Sunday 7 April 2013

Insufficient resources - MSMQ: Misleading error message

My team was recently performing performance tests on an integration solution which pushed messages on MSMQ queues hosted on a remote server via MSMQ send adapter of BizTalk Server. The functionality used the most plain vanilla implementation possible for transactional queues and it worked without a hitch on development and test environment.

It was a different story on the load test environment though. We were in for a surprise. After we had completed the first round of load testing of the system, we noticed quite a few warnings and errors in the event viewer and all of those pointed to "insufficient resources". The exact error message was -

There are insufficient resources to complete the send operation.
 For example, this could happen when you are trying to send a large message (message larger than 4095 KB) to a non-transactional queue.
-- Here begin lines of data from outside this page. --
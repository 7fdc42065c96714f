//! Datasight CLI - deterministic business analytics for tabular data.

mod cli;
mod commands;
mod server;

use clap::Parser;
use cli::{Cli, Commands};
use tracing_subscriber::EnvFilter;

fn main() {
    let cli = Cli::parse();

    let default_level = if cli.verbose { "debug" } else { "warn" };
    tracing_subscriber::fmt()
        .with_env_filter(
            EnvFilter::try_from_default_env().unwrap_or_else(|_| EnvFilter::new(default_level)),
        )
        .init();

    let result = match cli.command {
        Commands::Analyze { file, output, json } => {
            commands::analyze::run(file, output, json, cli.verbose)
        }

        Commands::Ask {
            file,
            question,
            enricher,
        } => commands::ask::run(file, question, enricher),

        Commands::Serve {
            file,
            port,
            enricher,
            rate_limit,
        } => commands::serve::run(file, port, enricher, rate_limit),
    };

    if let Err(e) = result {
        eprintln!("Error: {}", e);
        std::process::exit(1);
    }
}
Large messages can be sent only to transactional queues.


This is actually a very misleading message, something we established soon after we inspected the messages in the suspended messages queue of BizTalk Server. Most of the messages were in the range of 2 KB - 20 KB. So size of the message was not an issue at all.

More intrigue awaited us as we were not able to send even a single message even after we cleared all the suspended messages from BizTalk Server. We checked the size of message log and directory of MSMQ on the destination server - everything was within the bounds of quota limit set of MSMQ and Queue respectively. Changing the destination queue did not help either - we got the same error message but that helped in establishing that the issue was not with the destination server. Somehow the servers that were running the send handler of MSMQ were choked as far as MSMQ transport was concerned.

So we did what every sane person does - turn to search engines. One of the top search results was "Insufficient Resources? Run away, run away!". It has 11 possible reasons listed in it. In our case, it turned out to be 3rd reason. When we checked the folders at "%windir%\system32\msmq\" on the machines that were running host instances of MSMQ send ports, it turned out that there were lot of MSMQ messages that could not be sent (because of our system's issues) and the cumulative size of MSMQ messages had reached beyond 1.7 GB. Once we cleared these folders on the client machines, the process started working again.

Learning - beware of misleading error messages.